Records for this exercise:
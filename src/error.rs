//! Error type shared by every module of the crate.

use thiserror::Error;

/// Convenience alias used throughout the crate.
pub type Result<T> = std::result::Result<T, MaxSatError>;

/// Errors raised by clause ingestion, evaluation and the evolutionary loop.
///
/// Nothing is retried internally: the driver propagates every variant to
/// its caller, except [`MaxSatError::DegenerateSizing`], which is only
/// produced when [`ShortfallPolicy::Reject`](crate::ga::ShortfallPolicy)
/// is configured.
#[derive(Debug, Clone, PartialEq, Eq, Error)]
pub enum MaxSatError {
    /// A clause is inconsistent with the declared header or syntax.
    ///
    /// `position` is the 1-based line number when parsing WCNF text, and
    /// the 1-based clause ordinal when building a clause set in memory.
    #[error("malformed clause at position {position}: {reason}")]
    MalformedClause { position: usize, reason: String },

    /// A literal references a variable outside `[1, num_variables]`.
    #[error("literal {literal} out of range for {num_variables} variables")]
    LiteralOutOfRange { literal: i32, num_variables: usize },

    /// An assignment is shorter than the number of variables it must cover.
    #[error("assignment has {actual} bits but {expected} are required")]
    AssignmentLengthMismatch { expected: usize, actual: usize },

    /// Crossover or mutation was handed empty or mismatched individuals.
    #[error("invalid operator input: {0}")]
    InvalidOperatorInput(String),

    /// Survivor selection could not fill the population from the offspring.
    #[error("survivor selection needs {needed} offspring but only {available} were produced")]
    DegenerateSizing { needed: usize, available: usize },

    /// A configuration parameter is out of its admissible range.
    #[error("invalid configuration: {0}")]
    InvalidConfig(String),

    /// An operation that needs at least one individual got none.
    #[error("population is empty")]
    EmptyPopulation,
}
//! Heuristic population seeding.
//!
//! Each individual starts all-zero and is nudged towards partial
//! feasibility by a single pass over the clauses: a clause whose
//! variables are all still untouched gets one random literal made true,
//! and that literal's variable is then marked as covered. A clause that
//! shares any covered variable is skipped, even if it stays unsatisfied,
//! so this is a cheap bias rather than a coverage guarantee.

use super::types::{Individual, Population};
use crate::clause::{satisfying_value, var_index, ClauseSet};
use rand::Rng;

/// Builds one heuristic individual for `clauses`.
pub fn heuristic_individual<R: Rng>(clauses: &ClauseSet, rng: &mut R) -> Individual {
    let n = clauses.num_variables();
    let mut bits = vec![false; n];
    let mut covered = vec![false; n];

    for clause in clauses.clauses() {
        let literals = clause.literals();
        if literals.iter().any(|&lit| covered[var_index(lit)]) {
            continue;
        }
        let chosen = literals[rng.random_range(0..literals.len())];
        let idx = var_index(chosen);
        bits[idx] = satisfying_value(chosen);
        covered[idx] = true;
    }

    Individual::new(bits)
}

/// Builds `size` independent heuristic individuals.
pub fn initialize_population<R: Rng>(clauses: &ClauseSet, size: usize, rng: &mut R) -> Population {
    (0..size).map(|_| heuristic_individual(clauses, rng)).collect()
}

==

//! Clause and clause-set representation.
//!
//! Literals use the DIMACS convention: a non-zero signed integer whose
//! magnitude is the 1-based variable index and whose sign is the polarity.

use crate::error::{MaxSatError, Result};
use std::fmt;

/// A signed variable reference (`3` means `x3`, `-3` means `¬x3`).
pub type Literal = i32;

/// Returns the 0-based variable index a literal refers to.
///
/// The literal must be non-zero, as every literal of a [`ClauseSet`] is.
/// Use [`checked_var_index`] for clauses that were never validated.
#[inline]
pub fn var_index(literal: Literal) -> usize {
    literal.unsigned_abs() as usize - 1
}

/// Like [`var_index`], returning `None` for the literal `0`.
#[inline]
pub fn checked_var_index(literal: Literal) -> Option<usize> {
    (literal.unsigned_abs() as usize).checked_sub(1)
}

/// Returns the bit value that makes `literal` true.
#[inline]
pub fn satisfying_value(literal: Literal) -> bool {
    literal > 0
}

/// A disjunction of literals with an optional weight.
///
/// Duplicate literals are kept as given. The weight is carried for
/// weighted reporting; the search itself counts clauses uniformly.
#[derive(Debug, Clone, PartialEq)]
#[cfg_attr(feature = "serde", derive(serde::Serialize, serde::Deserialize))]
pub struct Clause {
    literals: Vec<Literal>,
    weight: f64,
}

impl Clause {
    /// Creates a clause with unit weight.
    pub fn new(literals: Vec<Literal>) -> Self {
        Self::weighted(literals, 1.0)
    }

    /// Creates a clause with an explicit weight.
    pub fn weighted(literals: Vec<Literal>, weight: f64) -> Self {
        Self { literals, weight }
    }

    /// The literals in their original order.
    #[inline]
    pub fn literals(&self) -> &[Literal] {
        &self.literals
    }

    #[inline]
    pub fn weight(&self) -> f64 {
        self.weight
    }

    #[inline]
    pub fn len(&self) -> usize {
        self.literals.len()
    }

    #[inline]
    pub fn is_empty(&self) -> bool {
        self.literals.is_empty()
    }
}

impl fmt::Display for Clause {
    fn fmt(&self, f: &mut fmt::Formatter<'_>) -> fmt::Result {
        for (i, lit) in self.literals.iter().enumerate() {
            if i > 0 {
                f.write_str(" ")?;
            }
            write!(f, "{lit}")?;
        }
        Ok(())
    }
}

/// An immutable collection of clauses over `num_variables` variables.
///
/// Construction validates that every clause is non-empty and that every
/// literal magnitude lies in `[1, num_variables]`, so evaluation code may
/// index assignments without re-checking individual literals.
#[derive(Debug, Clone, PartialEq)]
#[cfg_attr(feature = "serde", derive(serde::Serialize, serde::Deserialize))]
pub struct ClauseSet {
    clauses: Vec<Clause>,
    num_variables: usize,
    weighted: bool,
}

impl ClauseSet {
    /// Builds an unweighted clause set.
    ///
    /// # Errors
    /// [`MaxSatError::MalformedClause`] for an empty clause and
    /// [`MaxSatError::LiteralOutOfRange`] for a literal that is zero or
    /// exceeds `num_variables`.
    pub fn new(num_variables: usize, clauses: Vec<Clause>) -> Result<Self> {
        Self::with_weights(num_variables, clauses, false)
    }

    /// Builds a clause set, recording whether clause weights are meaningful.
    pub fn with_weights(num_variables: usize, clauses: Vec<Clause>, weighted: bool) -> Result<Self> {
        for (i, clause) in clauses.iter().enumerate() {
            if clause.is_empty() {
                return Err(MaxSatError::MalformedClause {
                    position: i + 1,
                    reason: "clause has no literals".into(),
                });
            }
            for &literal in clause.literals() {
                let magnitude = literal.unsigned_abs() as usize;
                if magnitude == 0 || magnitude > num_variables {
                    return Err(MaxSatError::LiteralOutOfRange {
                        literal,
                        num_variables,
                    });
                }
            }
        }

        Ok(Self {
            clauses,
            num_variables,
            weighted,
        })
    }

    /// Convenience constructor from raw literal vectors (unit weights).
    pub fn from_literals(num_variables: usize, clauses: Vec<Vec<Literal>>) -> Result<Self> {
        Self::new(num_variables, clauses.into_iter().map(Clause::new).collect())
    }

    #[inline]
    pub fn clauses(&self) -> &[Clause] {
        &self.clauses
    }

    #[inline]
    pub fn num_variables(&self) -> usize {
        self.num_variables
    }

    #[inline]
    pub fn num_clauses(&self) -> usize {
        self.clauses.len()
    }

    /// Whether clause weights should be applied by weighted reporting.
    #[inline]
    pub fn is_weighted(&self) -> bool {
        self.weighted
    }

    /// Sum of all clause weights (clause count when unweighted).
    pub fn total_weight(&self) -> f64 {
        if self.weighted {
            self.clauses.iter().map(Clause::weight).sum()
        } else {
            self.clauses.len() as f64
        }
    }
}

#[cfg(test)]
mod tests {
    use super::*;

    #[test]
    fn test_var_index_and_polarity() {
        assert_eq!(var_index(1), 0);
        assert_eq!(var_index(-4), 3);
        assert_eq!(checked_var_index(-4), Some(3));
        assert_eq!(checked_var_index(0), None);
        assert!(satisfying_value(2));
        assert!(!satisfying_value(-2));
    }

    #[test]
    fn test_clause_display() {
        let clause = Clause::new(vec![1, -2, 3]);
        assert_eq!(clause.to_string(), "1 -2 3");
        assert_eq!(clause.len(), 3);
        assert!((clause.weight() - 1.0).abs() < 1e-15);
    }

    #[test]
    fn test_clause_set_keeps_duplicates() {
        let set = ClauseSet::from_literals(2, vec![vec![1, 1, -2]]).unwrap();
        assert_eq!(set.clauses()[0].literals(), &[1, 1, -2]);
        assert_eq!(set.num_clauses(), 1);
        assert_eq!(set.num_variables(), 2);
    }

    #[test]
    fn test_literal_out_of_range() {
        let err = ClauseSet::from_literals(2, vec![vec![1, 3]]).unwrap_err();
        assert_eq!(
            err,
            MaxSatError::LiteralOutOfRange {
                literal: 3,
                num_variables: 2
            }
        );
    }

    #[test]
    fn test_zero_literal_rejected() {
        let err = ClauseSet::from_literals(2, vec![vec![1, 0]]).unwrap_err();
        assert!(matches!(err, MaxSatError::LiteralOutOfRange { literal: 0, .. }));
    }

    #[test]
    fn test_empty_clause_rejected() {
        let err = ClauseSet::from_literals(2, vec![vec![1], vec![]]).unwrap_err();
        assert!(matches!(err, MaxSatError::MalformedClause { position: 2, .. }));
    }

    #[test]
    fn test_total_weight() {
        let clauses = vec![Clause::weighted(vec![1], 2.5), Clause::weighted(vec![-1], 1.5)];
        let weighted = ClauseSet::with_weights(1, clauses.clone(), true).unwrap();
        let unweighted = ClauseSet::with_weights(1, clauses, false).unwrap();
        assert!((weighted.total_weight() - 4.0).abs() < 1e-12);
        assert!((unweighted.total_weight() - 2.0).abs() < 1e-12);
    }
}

What this task involves: Begin at the line above that has "filename src/error.rs" and stop after the line that has "every variant to", copying each line exactly and adding nothing else.

Solution below:
filename src/error.rs
//! Error type shared by every module of the crate.

use thiserror::Error;

/// Convenience alias used throughout the crate.
pub type Result<T> = std::result::Result<T, MaxSatError>;

/// Errors raised by clause ingestion, evaluation and the evolutionary loop.
///
/// Nothing is retried internally: the driver propagates every variant to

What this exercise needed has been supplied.